Molecular determination by electron microscopy of the dynein-microtubule complex structure.

Dynein is a minus-end-directed microtubule (MT) motor that is responsible for the wide range of MT-based motility in eukaryotic cells. Detailed mechanism of the dynein chemomechanical conversion is still unknown, partly because the structure of dynein is not studied at high resolution. To address this problem and reconstruct the dynein-MT complex at higher resolution, we have developed new procedures based on single particle analysis. To accurately determine the orientation of the dynein-MT complex, we introduced a "dynein track model" to restrict the possible dynein positions on the images. We tested our procedures by reconstructing structures from simulated dynein-MT complex images. Starting from the simulated noisy images generated using three different models of the dynein-MT complex, we have successfully recovered the original three-dimensional (3-D) structure. We also showed that our procedure is robust against fluctuation of the dynein molecules and can determine the structure even when the dynein position fluctuates to a certain extent. Convergence of the final 3-D structure can be tested with a "two-dimensional (2-D) agreement value," which we introduced to see whether the final structure is a result of overfit from fluctuating dynein or not.
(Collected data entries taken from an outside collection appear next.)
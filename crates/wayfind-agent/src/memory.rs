//! Best-effort memory collaborator.
//!
//! Reads and writes never block the critical path: the orchestrator logs
//! failures and carries on. The trait is the DI seam; an external
//! preference store plugs in behind it, while [`InMemoryStore`] serves
//! tests and single-process deployments.

use std::collections::HashMap;

use async_trait::async_trait;
use chrono::{DateTime, Utc};
use tokio::sync::Mutex;

use wayfind_core::TransportMode;

/// How many recent queries a context summary carries.
const SUMMARY_LIMIT: usize = 5;

#[derive(Debug, Clone, Default)]
pub struct MemoryContextSummary {
    pub recent_queries: Vec<String>,
    pub preferred_transport: Option<TransportMode>,
}

#[derive(Debug, Clone)]
pub struct MemoryRecord {
    pub query: String,
    pub intent: String,
    pub summary: String,
    pub transport: Option<TransportMode>,
    pub timestamp: DateTime<Utc>,
}

#[derive(Debug, thiserror::Error)]
#[error("memory store error: {0}")]
pub struct MemoryError(pub String);

#[async_trait]
pub trait MemoryStore: Send + Sync {
    /// Summarizes what is known about a user.
    ///
    /// # Errors
    ///
    /// Returns [`MemoryError`] on storage failure; callers log and continue.
    async fn get_context(&self, user_id: &str) -> Result<MemoryContextSummary, MemoryError>;

    /// Appends one interaction record.
    ///
    /// # Errors
    ///
    /// Returns [`MemoryError`] on storage failure; callers log and continue.
    async fn add_memory(&self, user_id: &str, record: MemoryRecord) -> Result<(), MemoryError>;
}

/// Store that remembers nothing and never fails.
pub struct NoopMemory;

#[async_trait]
impl MemoryStore for NoopMemory {
    async fn get_context(&self, _user_id: &str) -> Result<MemoryContextSummary, MemoryError> {
        Ok(MemoryContextSummary::default())
    }

    async fn add_memory(&self, _user_id: &str, _record: MemoryRecord) -> Result<(), MemoryError> {
        Ok(())
    }
}

/// Process-local memory store.
#[derive(Default)]
pub struct InMemoryStore {
    entries: Mutex<HashMap<String, Vec<MemoryRecord>>>,
}

impl InMemoryStore {
    #[must_use]
    pub fn new() -> Self {
        Self::default()
    }
}

#[async_trait]
impl MemoryStore for InMemoryStore {
    async fn get_context(&self, user_id: &str) -> Result<MemoryContextSummary, MemoryError> {
        let entries = self.entries.lock().await;
        let records = entries.get(user_id).map(Vec::as_slice).unwrap_or_default();

        let recent_queries = records
            .iter()
            .rev()
            .take(SUMMARY_LIMIT)
            .map(|r| r.query.clone())
            .collect();

        // Most recent explicit transport wins as the preference.
        let preferred_transport = records.iter().rev().find_map(|r| r.transport);

        Ok(MemoryContextSummary {
            recent_queries,
            preferred_transport,
        })
    }

    async fn add_memory(&self, user_id: &str, record: MemoryRecord) -> Result<(), MemoryError> {
        let mut entries = self.entries.lock().await;
        entries.entry(user_id.to_string()).or_default().push(record);
        Ok(())
    }
}

#[cfg(test)]
mod tests {
    use super::*;

    fn record(query: &str, transport: Option<TransportMode>) -> MemoryRecord {
        MemoryRecord {
            query: query.to_string(),
            intent: "find-nearest".to_string(),
            summary: String::new(),
            transport,
            timestamp: Utc::now(),
        }
    }

    #[tokio::test]
    async fn empty_store_returns_default_summary() {
        let store = InMemoryStore::new();
        let ctx = store.get_context("u1").await.unwrap();
        assert!(ctx.recent_queries.is_empty());
        assert!(ctx.preferred_transport.is_none());
    }

    #[tokio::test]
    async fn recent_queries_are_newest_first_and_capped() {
        let store = InMemoryStore::new();
        for i in 0..7 {
            store
                .add_memory("u1", record(&format!("query {i}"), None))
                .await
                .unwrap();
        }
        let ctx = store.get_context("u1").await.unwrap();
        assert_eq!(ctx.recent_queries.len(), SUMMARY_LIMIT);
        assert_eq!(ctx.recent_queries[0], "query 6");
    }

    #[tokio::test]
    async fn latest_transport_wins_as_preference() {
        let store = InMemoryStore::new();
        store
            .add_memory("u1", record("a", Some(TransportMode::Driving)))
            .await
            .unwrap();
        store
            .add_memory("u1", record("b", Some(TransportMode::Cycling)))
            .await
            .unwrap();
        store.add_memory("u1", record("c", None)).await.unwrap();

        let ctx = store.get_context("u1").await.unwrap();
        assert_eq!(ctx.preferred_transport, Some(TransportMode::Cycling));
    }

    #[tokio::test]
    async fn users_are_isolated() {
        let store = InMemoryStore::new();
        store.add_memory("u1", record("a", None)).await.unwrap();
        let ctx = store.get_context("u2").await.unwrap();
        assert!(ctx.recent_queries.is_empty());
    }
}
//! Plan execution for classified place-finding queries.
//!
//! The use-case layer turns one classified intent into a bounded sequence
//! of collaborator calls (isochrones, POI search, geocoding, routing,
//! stopover optimization) behind the [`wayfind_core::UseCaseResult`]
//! contract. The Simple and Multi-Step agents select and chain use cases;
//! the orchestrator owns classification, routing between agents, and
//! best-effort memory.

pub mod memory;
pub mod multistep;
pub mod orchestrator;
pub mod result;
pub mod simple;
pub mod strategy;
pub mod usecases;

use wayfind_places::{GeocodeClient, PoiClient};
use wayfind_routing::RoutingClient;

pub use memory::{InMemoryStore, MemoryContextSummary, MemoryRecord, MemoryStore, NoopMemory};
pub use orchestrator::{Orchestrator, OrchestratorRequest, OrchestratorResponse, OrchestratorSettings};
pub use result::AgentResult;

/// The network collaborators shared by every use case.
///
/// Constructed once at process start and passed by reference into
/// request-scoped handlers.
pub struct Collaborators {
    pub routing: RoutingClient,
    pub pois: PoiClient,
    pub geocoder: GeocodeClient,
}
When the procedures did not work well due to the fluctuation, we could recognize the failure by this 2-D agreement value. Finally, the actual structure of the dynein-MT complex was determined from actual cryoelectron micrographs of Dictyostelium cytoplasmic dynein-MT complex. This method has revealed the detailed 3-D structures of the dynein-MT complex and will shed light on the motor mechanism of the dynein molecule.